• **What is expected**
Reproduce the full listing that appears beneath this instruction exactly.

━━━━━ Data supplied ━━━━━

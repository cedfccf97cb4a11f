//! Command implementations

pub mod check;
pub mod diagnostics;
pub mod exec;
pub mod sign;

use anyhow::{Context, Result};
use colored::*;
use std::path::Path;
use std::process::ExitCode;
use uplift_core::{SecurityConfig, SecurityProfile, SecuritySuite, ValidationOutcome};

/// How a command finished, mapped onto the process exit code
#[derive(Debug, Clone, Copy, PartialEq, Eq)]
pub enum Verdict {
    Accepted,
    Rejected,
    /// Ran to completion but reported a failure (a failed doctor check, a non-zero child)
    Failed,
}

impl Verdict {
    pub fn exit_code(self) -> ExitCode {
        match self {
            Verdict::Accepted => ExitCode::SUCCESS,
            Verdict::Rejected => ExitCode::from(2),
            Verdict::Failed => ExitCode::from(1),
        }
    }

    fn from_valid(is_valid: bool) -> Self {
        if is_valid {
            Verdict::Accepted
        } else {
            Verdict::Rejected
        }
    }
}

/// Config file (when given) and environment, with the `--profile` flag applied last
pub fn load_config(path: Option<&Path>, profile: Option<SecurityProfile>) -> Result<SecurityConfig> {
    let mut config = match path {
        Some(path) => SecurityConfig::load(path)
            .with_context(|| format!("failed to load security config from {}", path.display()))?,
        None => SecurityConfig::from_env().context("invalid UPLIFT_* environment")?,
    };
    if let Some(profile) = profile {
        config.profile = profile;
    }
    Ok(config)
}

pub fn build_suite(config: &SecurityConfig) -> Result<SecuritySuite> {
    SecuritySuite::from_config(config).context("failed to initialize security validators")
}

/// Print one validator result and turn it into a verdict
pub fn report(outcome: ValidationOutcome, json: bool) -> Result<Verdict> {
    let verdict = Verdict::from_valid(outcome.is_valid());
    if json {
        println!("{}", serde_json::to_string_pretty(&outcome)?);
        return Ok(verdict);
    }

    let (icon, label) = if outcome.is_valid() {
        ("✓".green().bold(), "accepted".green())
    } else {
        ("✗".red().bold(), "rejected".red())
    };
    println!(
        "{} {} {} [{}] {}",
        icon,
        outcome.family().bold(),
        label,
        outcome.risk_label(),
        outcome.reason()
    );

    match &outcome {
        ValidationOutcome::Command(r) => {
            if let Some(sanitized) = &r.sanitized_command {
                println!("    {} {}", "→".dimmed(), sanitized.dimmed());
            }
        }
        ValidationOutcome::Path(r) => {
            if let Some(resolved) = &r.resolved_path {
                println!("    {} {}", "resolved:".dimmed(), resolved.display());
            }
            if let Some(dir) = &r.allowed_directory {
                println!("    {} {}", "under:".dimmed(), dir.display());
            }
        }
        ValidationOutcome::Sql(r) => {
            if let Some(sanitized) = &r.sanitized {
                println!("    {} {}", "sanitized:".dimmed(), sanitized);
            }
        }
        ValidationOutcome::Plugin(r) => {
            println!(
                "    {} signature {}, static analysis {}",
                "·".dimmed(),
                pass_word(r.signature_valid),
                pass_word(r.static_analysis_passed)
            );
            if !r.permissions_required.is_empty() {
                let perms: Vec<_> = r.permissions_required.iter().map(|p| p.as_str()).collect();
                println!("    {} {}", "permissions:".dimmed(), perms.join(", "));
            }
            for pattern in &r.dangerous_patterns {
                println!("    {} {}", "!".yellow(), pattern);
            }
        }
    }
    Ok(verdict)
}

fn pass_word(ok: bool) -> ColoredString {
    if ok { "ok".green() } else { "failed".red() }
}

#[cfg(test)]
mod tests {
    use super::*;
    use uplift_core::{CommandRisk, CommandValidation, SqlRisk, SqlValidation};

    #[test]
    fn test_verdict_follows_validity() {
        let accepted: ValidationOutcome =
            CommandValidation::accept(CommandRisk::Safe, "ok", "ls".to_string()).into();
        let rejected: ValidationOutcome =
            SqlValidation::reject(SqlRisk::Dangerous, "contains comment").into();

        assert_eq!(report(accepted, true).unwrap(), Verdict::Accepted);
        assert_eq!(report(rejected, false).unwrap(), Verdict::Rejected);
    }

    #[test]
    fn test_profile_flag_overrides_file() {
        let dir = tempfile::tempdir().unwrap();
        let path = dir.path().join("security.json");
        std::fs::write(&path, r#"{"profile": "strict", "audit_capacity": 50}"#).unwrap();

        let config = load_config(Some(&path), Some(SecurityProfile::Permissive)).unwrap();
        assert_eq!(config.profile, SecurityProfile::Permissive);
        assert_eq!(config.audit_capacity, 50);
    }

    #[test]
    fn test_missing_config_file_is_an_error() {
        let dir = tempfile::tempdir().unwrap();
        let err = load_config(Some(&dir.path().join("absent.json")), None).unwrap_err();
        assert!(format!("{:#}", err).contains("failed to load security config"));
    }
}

━━━━━

• **Answer**
repository cedfccf97cb4a11f
//! Command implementations

pub mod check;
pub mod diagnostics;
pub mod exec;
pub mod sign;

use anyhow::{Context, Result};
use colored::*;
use std::path::Path;
use std::process::ExitCode;
use uplift_core::{SecurityConfig, SecurityProfile, SecuritySuite, ValidationOutcome};

/// How a command finished, mapped onto the process exit code
#[derive(Debug, Clone, Copy, PartialEq, Eq)]
pub enum Verdict {
    Accepted,
    Rejected,
    /// Ran to completion but reported a failure (a failed doctor check, a non-zero child)
    Failed,
}

impl Verdict {
    pub fn exit_code(self) -> ExitCode {
        match self {
            Verdict::Accepted => ExitCode::SUCCESS,
            Verdict::Rejected => ExitCode::from(2),
            Verdict::Failed => ExitCode::from(1),
        }
    }

    fn from_valid(is_valid: bool) -> Self {
        if is_valid {
            Verdict::Accepted
        } else {
            Verdict::Rejected
        }
    }
}

/// Config file (when given) and environment, with the `--profile` flag applied last
pub fn load_config(path: Option<&Path>, profile: Option<SecurityProfile>) -> Result<SecurityConfig> {
    let mut config = match path {
        Some(path) => SecurityConfig::load(path)
            .with_context(|| format!("failed to load security config from {}", path.display()))?,
        None => SecurityConfig::from_env().context("invalid UPLIFT_* environment")?,
    };
    if let Some(profile) = profile {
        config.profile = profile;
    }
    Ok(config)
}

pub fn build_suite(config: &SecurityConfig) -> Result<SecuritySuite> {
    SecuritySuite::from_config(config).context("failed to initialize security validators")
}

/// Print one validator result and turn it into a verdict
pub fn report(outcome: ValidationOutcome, json: bool) -> Result<Verdict> {
    let verdict = Verdict::from_valid(outcome.is_valid());
    if json {
        println!("{}", serde_json::to_string_pretty(&outcome)?);
        return Ok(verdict);
    }

    let (icon, label) = if outcome.is_valid() {
        ("✓".green().bold(), "accepted".green())
    } else {
        ("✗".red().bold(), "rejected".red())
    };
    println!(
        "{} {} {} [{}] {}",
        icon,
        outcome.family().bold(),
        label,
        outcome.risk_label(),
        outcome.reason()
    );

    match &outcome {
        ValidationOutcome::Command(r) => {
            if let Some(sanitized) = &r.sanitized_command {
                println!("    {} {}", "→".dimmed(), sanitized.dimmed());
            }
        }
        ValidationOutcome::Path(r) => {
            if let Some(resolved) = &r.resolved_path {
                println!("    {} {}", "resolved:".dimmed(), resolved.display());
            }
            if let Some(dir) = &r.allowed_directory {
                println!("    {} {}", "under:".dimmed(), dir.display());
            }
        }
        ValidationOutcome::Sql(r) => {
            if let Some(sanitized) = &r.sanitized {
                println!("    {} {}", "sanitized:".dimmed(), sanitized);
            }
        }
        ValidationOutcome::Plugin(r) => {
            println!(
                "    {} signature {}, static analysis {}",
                "·".dimmed(),
                pass_word(r.signature_valid),
                pass_word(r.static_analysis_passed)
            );
            if !r.permissions_required.is_empty() {
                let perms: Vec<_> = r.permissions_required.iter().map(|p| p.as_str()).collect();
                println!("    {} {}", "permissions:".dimmed(), perms.join(", "));
            }
            for pattern in &r.dangerous_patterns {
                println!("    {} {}", "!".yellow(), pattern);
            }
        }
    }
    Ok(verdict)
}

fn pass_word(ok: bool) -> ColoredString {
    if ok { "ok".green() } else { "failed".red() }
}

#[cfg(test)]
mod tests {
    use super::*;
    use uplift_core::{CommandRisk, CommandValidation, SqlRisk, SqlValidation};

    #[test]
    fn test_verdict_follows_validity() {
        let accepted: ValidationOutcome =
            CommandValidation::accept(CommandRisk::Safe, "ok", "ls".to_string()).into();
        let rejected: ValidationOutcome =
            SqlValidation::reject(SqlRisk::Dangerous, "contains comment").into();

        assert_eq!(report(accepted, true).unwrap(), Verdict::Accepted);
        assert_eq!(report(rejected, false).unwrap(), Verdict::Rejected);
    }

    #[test]
    fn test_profile_flag_overrides_file() {
        let dir = tempfile::tempdir().unwrap();
        let path = dir.path().join("security.json");
        std::fs::write(&path, r#"{"profile": "strict", "audit_capacity": 50}"#).unwrap();

        let config = load_config(Some(&path), Some(SecurityProfile::Permissive)).unwrap();
        assert_eq!(config.profile, SecurityProfile::Permissive);
        assert_eq!(config.audit_capacity, 50);
    }

    #[test]
    fn test_missing_config_file_is_an_error() {
        let dir = tempfile::tempdir().unwrap();
        let err = load_config(Some(&dir.path().join("absent.json")), None).unwrap_err();
        assert!(format!("{:#}", err).contains("failed to load security config"));
    }
}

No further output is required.